Senate votes to extend federal water projects law

Senate votes to extend federal law overseeing water resources projects

WASHINGTON (AP) -- The Senate on Wednesday put aside its partisan differences to extend the federal government's main water resources law, which promotes investment in port improvements, flood protection, dam and levee projects and environmental restoration.

The smooth passage of the Water Resources Development Act on a 83-14 vote was in sharp contrast to the last time Congress took up a WRDA bill in 2007, when President George W. Bush vetoed it and the Democratic-led Congress retaliated with the first veto override of the Bush presidency.

Unlike the 2007 bill, which was laden with hundreds of earmarks or special projects sought by individual lawmakers, this bill has no earmarks. But critics questioned approving any new water projects when the Army Corps of Engineers is already saddled with some $60 billion in projects it hasn't yet completed.

The newest version of WRDA met resistance from the Obama administration. While stopping short of a veto threat, the administration faulted the measure for speeding up environmental reviews, increasing federal obligations to projects and doing little to address the Army Corps' construction backlog. The bill, which now goes to the House, also was criticized by some environmental and fiscally conservative groups.

The legislation would sanction more than 20 new Corps projects, some aimed at making ports more accessible in line with 2015 completion of a widened Panama Canal. It would ensure that more money in the Harbor Maintenance Trust Fund, financed by user fees, actually goes to harbor improvements. It sets up a new program to promote levee safety and inland waterway projects, takes steps to expedite the environmental review process and sets up a commission to make recommendations on defunding old, uncompleted projects.

"We focus on flood control. We focus on ports and environmental restoration projects where the Corps has completed a comprehensive study," said Sen.

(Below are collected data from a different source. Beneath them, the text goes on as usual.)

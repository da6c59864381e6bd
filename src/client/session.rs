//! Signed-in state for a client of the API.

use serde::{Deserialize, Serialize};
use std::sync::{Arc, RwLock, RwLockReadGuard, RwLockWriteGuard};

use super::{
    guard::{self, Navigation, Route},
    ApiClient, ClientError,
};
use crate::auth::RegisterRequest;
use crate::models::UserResponse;

#[derive(Debug, Clone, PartialEq, Eq, Serialize, Deserialize)]
pub struct SessionUser {
    pub id: i64,
    pub email: String,
    pub username: String,
}

impl From<&UserResponse> for SessionUser {
    fn from(user: &UserResponse) -> Self {
        Self {
            id: user.id,
            email: user.email.clone(),
            username: user.username.clone(),
        }
    }
}

/// Either logged out (`user` is `None`) or logged in.
#[derive(Debug, Clone, Default, PartialEq, Eq)]
pub struct Session {
    user: Option<SessionUser>,
    redirect: Option<Route>,
    pending_verification: Option<i64>,
}

impl Session {
    pub fn is_logged_in(&self) -> bool {
        self.user.is_some()
    }

    pub fn user(&self) -> Option<&SessionUser> {
        self.user.as_ref()
    }

    pub fn set_user(&mut self, user: SessionUser) {
        self.pending_verification = None;
        self.user = Some(user);
    }

    /// Forgets the user. A remembered redirect survives so the next login can use it.
    pub fn clear_user(&mut self) {
        self.user = None;
    }

    /// Drops the user together with any pending redirect or verification.
    fn end(&mut self) {
        self.user = None;
        self.redirect = None;
        self.pending_verification = None;
    }

    pub fn remember_redirect(&mut self, route: Route) {
        self.redirect = Some(route);
    }

    pub fn pending_redirect(&self) -> Option<&Route> {
        self.redirect.as_ref()
    }

    /// The account waiting for its registration code, if any.
    pub fn pending_verification(&self) -> Option<i64> {
        self.pending_verification
    }

    /// Where to go after signing in: the remembered route, else the user's profile.
    fn landing_route(&mut self) -> Route {
        match self.redirect.take() {
            Some(route) => route,
            None => match &self.user {
                Some(user) => Route::Profile(user.username.clone()),
                None => Route::Login,
            },
        }
    }
}

#[derive(Debug, Clone, PartialEq, Eq)]
pub enum LoginOutcome {
    /// Signed in; navigate to the route.
    LoggedIn(Route),
    /// The account is not verified. A new code was emailed.
    NeedsVerification { user_id: i64 },
}

/// The client-side session: an [`ApiClient`] plus who is signed in.
///
/// Any call that comes back with 401, through this store or through
/// [`SessionStore::api`], logs the user out.
#[derive(Debug, Clone)]
pub struct SessionStore {
    api: ApiClient,
    session: Arc<RwLock<Session>>,
}

impl SessionStore {
    pub fn new(api: ApiClient) -> Self {
        let session = Arc::new(RwLock::new(Session::default()));
        let on_unauthorized = Arc::clone(&session);
        let api = api.on_error(move |err| {
            if err.is_unauthorized() {
                let mut session = on_unauthorized
                    .write()
                    .unwrap_or_else(|poisoned| poisoned.into_inner());
                if session.is_logged_in() {
                    log::info!("Session expired, logging out");
                }
                session.clear_user();
            }
        });
        Self { api, session }
    }

    pub fn api(&self) -> &ApiClient {
        &self.api
    }

    fn read(&self) -> RwLockReadGuard<'_, Session> {
        self.session
            .read()
            .unwrap_or_else(|poisoned| poisoned.into_inner())
    }

    fn write(&self) -> RwLockWriteGuard<'_, Session> {
        self.session
            .write()
            .unwrap_or_else(|poisoned| poisoned.into_inner())
    }

    /// A snapshot of the current session.
    pub fn session(&self) -> Session {
        self.read().clone()
    }

    pub fn is_logged_in(&self) -> bool {
        self.read().is_logged_in()
    }

    pub fn user(&self) -> Option<SessionUser> {
        self.read().user().cloned()
    }

    fn sign_in(&self, user: &UserResponse) -> Route {
        let mut session = self.write();
        session.set_user(SessionUser::from(user));
        session.landing_route()
    }

    /// Creates the account. The user stays logged out until [`verify`](Self::verify).
    pub async fn register(
        &self,
        email: &str,
        username: &str,
        password: &str,
    ) -> Result<Route, ClientError> {
        let user = self
            .api
            .register(&RegisterRequest {
                email: email.to_string(),
                username: username.to_string(),
                password: password.to_string(),
            })
            .await?;
        self.write().pending_verification = Some(user.id);
        Ok(Route::Verify)
    }

    /// Confirms the registration code for the pending account and signs in.
    pub async fn verify(&self, code: &str) -> Result<Route, ClientError> {
        let user_id = self
            .read()
            .pending_verification()
            .ok_or(ClientError::NoPendingVerification)?;
        let auth = self.api.verify(user_id, code).await?;
        Ok(self.sign_in(&auth.user))
    }

    pub async fn resend_verification(&self) -> Result<(), ClientError> {
        let user_id = self
            .read()
            .pending_verification()
            .ok_or(ClientError::NoPendingVerification)?;
        self.api.resend_verification(user_id).await
    }

    pub async fn login(&self, login: &str, password: &str) -> Result<LoginOutcome, ClientError> {
        match self.api.login(login, password).await {
            Ok(auth) => Ok(LoginOutcome::LoggedIn(self.sign_in(&auth.user))),
            Err(ClientError::Api {
                status: 403,
                user_id: Some(user_id),
                ..
            }) => {
                self.write().pending_verification = Some(user_id);
                Ok(LoginOutcome::NeedsVerification { user_id })
            }
            Err(err) => Err(err),
        }
    }

    /// Picks up an existing session cookie. Returns whether a user is signed in.
    pub async fn restore(&self) -> bool {
        match self.api.me().await {
            Ok(user) => {
                self.write().set_user(SessionUser::from(&user));
                true
            }
            Err(err) => {
                log::debug!("No session to restore: {}", err);
                self.write().clear_user();
                false
            }
        }
    }

    /// Ends the session locally even when the server cannot be reached.
    pub async fn logout(&self) -> Route {
        if let Err(err) = self.api.logout().await {
            log::warn!("Logout request failed: {}", err);
        }
        self.write().end();
        Route::Login
    }

    pub async fn request_password_reset(&self, email: &str) -> Result<(), ClientError> {
        self.api.request_password_reset(email).await
    }

    /// Signs in with a password reset code and heads to the new-password form.
    ///
    /// A remembered redirect is dropped: the reset always lands on
    /// [`Route::EditPassword`].
    pub async fn confirm_password_reset(&self, email: &str, code: &str) -> Result<Route, ClientError> {
        let auth = self.api.verify_password_reset(email, code).await?;
        let mut session = self.write();
        session.set_user(SessionUser::from(&auth.user));
        session.redirect = None;
        Ok(Route::EditPassword)
    }

    pub async fn change_password(&self, new_password: &str) -> Result<Route, ClientError> {
        self.api.change_password(new_password).await?;
        Ok(Route::Dashboard)
    }

    pub async fn delete_account(&self) -> Result<Route, ClientError> {
        self.api.delete_account().await?;
        self.write().end();
        Ok(Route::Login)
    }

    /// Runs the navigation guard against the current session.
    pub fn before_each(&self, to: &Route) -> Navigation {
        guard::before_each(to, &mut self.write())
    }

    /// Where navigating to `to` ends up after every redirect.
    pub fn navigate(&self, to: Route) -> Route {
        guard::resolve(to, &mut self.write())
    }
}

#[cfg(test)]
mod tests {
    use super::*;

    fn user_response() -> UserResponse {
        let now = chrono::Utc::now();
        UserResponse {
            id: 5,
            email: "jane@example.com".to_string(),
            username: "jane".to_string(),
            is_verified: true,
            created_at: now,
            updated_at: now,
        }
    }

    #[test]
    fn test_landing_route_prefers_remembered_redirect() {
        let mut session = Session::default();
        session.remember_redirect(Route::Settings);
        session.set_user(SessionUser::from(&user_response()));

        assert_eq!(session.landing_route(), Route::Settings);
        assert_eq!(session.landing_route(), Route::Profile("jane".to_string()));
    }

    #[test]
    fn test_clear_user_keeps_redirect() {
        let mut session = Session::default();
        session.set_user(SessionUser::from(&user_response()));
        session.remember_redirect(Route::Dashboard);
        session.clear_user();

        assert!(!session.is_logged_in());
        assert_eq!(session.pending_redirect(), Some(&Route::Dashboard));
    }

    #[test]
    fn test_store_guard_uses_shared_session() {
        let store = SessionStore::new(ApiClient::new("http://127.0.0.1:9").unwrap());

        assert_eq!(store.navigate(Route::Dashboard), Route::Login);
        assert_eq!(store.session().pending_redirect(), Some(&Route::Dashboard));
        assert_eq!(store.sign_in(&user_response()), Route::Dashboard);
        assert!(store.is_logged_in());
        assert_eq!(store.before_each(&Route::Login), Navigation::Redirect(Route::Dashboard));
    }

    #[actix_rt::test]
    async fn test_logout_forgets_pending_state() {
        let store = SessionStore::new(ApiClient::new("http://127.0.0.1:9").unwrap());
        {
            let mut session = store.write();
            session.pending_verification = Some(12);
            session.remember_redirect(Route::Settings);
        }

        assert_eq!(store.logout().await, Route::Login);
        assert_eq!(store.session(), Session::default());
        assert!(matches!(
            store.resend_verification().await,
            Err(ClientError::NoPendingVerification)
        ));
    }

    #[actix_rt::test]
    async fn test_verify_without_pending_account() {
        let store = SessionStore::new(ApiClient::new("http://127.0.0.1:9").unwrap());
        assert!(matches!(
            store.verify("123456").await,
            Err(ClientError::NoPendingVerification)
        ));
    }
}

Barbara Boxer, D-Calif., chair of the Environment and Public Works Committee. She said it took a while to reach consensus on the bill because "we had to deal with changing the culture of the Senate away from earmarks."

The top Republican on the committee, David Vitter, a Louisiana conservative whose state is a main recipient of WRDA projects, said he and the liberal Boxer had been able to work together because of their agreement that water resource projects are jobs producers. "Ultimately that core, that theme, that common goal is what brought us effectively together."

The American Farm Bureau Federation noted that 95 percent of U.S. agriculture exports and imports move through U.S. harbors, supporting more than 400,000 jobs. "However, unless WRDA is approved, the inland waterway system is at risk of becoming a potential detriment to the nation rather than a comparative strength."

But fiscally conservative groups such as Taxpayers for Common Sense and Citizens Against Government Waste wrote senators that with the Corps already burdened by a $60 billion backlog in projects, "we cannot simply pile more projects on the to-do list."

"The plate has been full for over 25 years," said Sen. Tom Udall, D-N.M. "Project authorizations far exceed the money to pay for them."

The Congressional Budget Office estimates that the new projects authorized by the legislation would cost more than $12 billion over the next decade if the funding is approved in the annual appropriations process and the projects are initiated.

A final obstacle to completing the bill was removed when Vitter and fellow Louisiana Sen. Mary Landrieu, a Democrat, were blocked in their effort to impose a five-year delay on premium rate increases on those who already have government-subsidized flood insurance. The rate increases were part of a law passed last year to make the National Flood Insurance Program fiscally solvent.